__Exercise brief__: Only one stretch of the data below is wanted: the lines from the one with "Err(e) => return" through the one with "use super::*;", repeated exactly.

Stored items:
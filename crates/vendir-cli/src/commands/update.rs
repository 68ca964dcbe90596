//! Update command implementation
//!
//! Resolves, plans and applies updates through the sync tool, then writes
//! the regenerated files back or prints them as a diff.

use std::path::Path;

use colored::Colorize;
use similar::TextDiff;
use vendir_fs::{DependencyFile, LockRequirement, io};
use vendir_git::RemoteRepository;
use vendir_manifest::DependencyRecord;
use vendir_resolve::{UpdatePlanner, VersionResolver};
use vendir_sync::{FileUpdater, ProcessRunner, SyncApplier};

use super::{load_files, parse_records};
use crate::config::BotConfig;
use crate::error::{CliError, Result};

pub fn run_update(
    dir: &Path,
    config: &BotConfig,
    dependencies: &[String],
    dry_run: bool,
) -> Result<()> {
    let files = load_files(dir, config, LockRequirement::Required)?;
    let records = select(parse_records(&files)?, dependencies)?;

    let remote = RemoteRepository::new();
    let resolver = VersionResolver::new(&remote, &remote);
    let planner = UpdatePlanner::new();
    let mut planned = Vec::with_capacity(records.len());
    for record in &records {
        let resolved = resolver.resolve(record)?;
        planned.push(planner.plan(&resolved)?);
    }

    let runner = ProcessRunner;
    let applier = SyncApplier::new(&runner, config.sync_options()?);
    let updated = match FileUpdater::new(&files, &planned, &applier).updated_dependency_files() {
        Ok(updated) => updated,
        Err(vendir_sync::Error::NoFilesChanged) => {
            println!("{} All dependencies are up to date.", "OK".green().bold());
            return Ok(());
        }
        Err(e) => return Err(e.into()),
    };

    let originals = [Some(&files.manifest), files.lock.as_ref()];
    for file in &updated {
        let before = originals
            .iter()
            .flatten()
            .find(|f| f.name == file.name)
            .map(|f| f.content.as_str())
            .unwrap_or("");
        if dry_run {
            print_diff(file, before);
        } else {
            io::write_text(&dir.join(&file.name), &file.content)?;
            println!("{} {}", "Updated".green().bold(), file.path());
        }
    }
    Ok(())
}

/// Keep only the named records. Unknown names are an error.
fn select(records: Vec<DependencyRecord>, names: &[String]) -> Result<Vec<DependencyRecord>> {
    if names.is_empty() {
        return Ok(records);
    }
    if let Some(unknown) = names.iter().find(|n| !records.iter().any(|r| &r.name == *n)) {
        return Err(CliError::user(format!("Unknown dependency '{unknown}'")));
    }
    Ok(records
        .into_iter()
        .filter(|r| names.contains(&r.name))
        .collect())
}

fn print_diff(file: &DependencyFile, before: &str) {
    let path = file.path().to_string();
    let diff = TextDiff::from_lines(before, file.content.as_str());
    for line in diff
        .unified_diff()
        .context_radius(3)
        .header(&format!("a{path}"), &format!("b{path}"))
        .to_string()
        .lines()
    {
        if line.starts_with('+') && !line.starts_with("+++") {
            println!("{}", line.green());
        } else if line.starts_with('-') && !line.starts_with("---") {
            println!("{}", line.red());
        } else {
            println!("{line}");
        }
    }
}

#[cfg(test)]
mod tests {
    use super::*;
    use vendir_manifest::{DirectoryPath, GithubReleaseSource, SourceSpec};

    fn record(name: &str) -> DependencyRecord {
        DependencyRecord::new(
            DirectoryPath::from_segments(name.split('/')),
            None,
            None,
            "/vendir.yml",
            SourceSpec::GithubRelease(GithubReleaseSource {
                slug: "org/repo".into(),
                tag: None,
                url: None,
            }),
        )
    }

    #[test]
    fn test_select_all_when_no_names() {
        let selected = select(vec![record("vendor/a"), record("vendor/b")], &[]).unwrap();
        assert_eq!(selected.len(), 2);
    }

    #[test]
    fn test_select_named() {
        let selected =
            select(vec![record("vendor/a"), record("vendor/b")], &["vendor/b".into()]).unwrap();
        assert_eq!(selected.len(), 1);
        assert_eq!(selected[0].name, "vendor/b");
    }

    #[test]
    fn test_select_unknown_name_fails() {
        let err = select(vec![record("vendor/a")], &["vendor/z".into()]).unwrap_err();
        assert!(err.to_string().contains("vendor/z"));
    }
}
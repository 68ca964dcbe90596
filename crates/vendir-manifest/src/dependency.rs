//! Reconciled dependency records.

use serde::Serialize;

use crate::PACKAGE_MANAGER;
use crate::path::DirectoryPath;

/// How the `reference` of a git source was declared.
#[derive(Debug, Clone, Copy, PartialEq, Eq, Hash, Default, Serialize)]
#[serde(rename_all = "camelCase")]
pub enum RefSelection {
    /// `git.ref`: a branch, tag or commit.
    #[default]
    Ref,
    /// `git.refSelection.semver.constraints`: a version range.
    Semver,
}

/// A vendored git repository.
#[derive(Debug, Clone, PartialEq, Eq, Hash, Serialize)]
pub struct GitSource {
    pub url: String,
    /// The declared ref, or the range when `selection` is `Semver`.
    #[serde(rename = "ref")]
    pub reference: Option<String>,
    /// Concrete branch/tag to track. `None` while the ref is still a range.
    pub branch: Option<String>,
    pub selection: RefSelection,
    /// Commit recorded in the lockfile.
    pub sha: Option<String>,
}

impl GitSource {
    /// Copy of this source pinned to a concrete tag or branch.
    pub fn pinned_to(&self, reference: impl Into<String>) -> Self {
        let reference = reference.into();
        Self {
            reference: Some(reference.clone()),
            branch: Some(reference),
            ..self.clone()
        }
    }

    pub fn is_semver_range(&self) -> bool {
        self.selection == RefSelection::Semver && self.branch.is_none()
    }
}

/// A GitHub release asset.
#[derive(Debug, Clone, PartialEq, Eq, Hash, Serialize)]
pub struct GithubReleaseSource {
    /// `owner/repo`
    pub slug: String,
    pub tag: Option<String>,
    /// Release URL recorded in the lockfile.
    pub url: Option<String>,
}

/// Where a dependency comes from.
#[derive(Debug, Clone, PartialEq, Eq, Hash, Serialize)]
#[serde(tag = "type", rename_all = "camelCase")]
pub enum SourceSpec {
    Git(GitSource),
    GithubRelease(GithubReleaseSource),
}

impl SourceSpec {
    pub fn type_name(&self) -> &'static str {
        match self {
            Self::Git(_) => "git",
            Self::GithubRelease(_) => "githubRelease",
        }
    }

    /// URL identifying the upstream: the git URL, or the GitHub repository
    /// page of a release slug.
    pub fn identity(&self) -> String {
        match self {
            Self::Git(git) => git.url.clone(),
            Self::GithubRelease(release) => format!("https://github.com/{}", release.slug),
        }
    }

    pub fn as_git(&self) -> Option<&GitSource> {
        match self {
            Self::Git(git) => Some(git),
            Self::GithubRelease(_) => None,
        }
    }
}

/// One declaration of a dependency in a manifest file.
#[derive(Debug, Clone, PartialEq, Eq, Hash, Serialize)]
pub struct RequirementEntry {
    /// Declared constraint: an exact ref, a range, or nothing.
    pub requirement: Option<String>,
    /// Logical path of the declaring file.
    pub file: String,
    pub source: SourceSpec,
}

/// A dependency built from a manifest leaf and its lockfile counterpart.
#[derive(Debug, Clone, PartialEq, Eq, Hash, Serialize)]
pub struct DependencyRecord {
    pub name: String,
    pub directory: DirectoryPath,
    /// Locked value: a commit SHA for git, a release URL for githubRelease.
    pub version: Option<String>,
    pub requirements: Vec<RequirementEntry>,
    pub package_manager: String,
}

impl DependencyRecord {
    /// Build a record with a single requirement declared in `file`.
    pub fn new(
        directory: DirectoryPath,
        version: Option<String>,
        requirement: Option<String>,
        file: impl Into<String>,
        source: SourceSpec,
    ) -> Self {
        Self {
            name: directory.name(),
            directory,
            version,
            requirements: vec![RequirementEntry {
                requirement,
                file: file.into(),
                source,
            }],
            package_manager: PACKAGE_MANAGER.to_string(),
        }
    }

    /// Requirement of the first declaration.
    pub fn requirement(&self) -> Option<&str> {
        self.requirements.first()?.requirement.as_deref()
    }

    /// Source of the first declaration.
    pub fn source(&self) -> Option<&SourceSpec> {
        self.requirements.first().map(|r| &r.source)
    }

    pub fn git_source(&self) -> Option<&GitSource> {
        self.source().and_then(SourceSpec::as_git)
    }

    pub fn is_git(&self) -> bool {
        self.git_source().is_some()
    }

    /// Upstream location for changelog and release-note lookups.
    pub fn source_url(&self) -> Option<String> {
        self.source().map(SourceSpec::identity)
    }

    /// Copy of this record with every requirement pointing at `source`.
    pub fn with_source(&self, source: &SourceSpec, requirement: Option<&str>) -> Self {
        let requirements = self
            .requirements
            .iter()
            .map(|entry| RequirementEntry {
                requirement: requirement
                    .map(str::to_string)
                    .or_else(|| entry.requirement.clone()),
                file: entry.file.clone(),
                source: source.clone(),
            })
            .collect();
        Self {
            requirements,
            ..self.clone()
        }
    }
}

__Answer section__:
        Err(e) => return Err(e.into()),
    };

    let originals = [Some(&files.manifest), files.lock.as_ref()];
    for file in &updated {
        let before = originals
            .iter()
            .flatten()
            .find(|f| f.name == file.name)
            .map(|f| f.content.as_str())
            .unwrap_or("");
        if dry_run {
            print_diff(file, before);
        } else {
            io::write_text(&dir.join(&file.name), &file.content)?;
            println!("{} {}", "Updated".green().bold(), file.path());
        }
    }
    Ok(())
}

/// Keep only the named records. Unknown names are an error.
fn select(records: Vec<DependencyRecord>, names: &[String]) -> Result<Vec<DependencyRecord>> {
    if names.is_empty() {
        return Ok(records);
    }
    if let Some(unknown) = names.iter().find(|n| !records.iter().any(|r| &r.name == *n)) {
        return Err(CliError::user(format!("Unknown dependency '{unknown}'")));
    }
    Ok(records
        .into_iter()
        .filter(|r| names.contains(&r.name))
        .collect())
}

fn print_diff(file: &DependencyFile, before: &str) {
    let path = file.path().to_string();
    let diff = TextDiff::from_lines(before, file.content.as_str());
    for line in diff
        .unified_diff()
        .context_radius(3)
        .header(&format!("a{path}"), &format!("b{path}"))
        .to_string()
        .lines()
    {
        if line.starts_with('+') && !line.starts_with("+++") {
            println!("{}", line.green());
        } else if line.starts_with('-') && !line.starts_with("---") {
            println!("{}", line.red());
        } else {
            println!("{line}");
        }
    }
}

#[cfg(test)]
mod tests {
    use super::*;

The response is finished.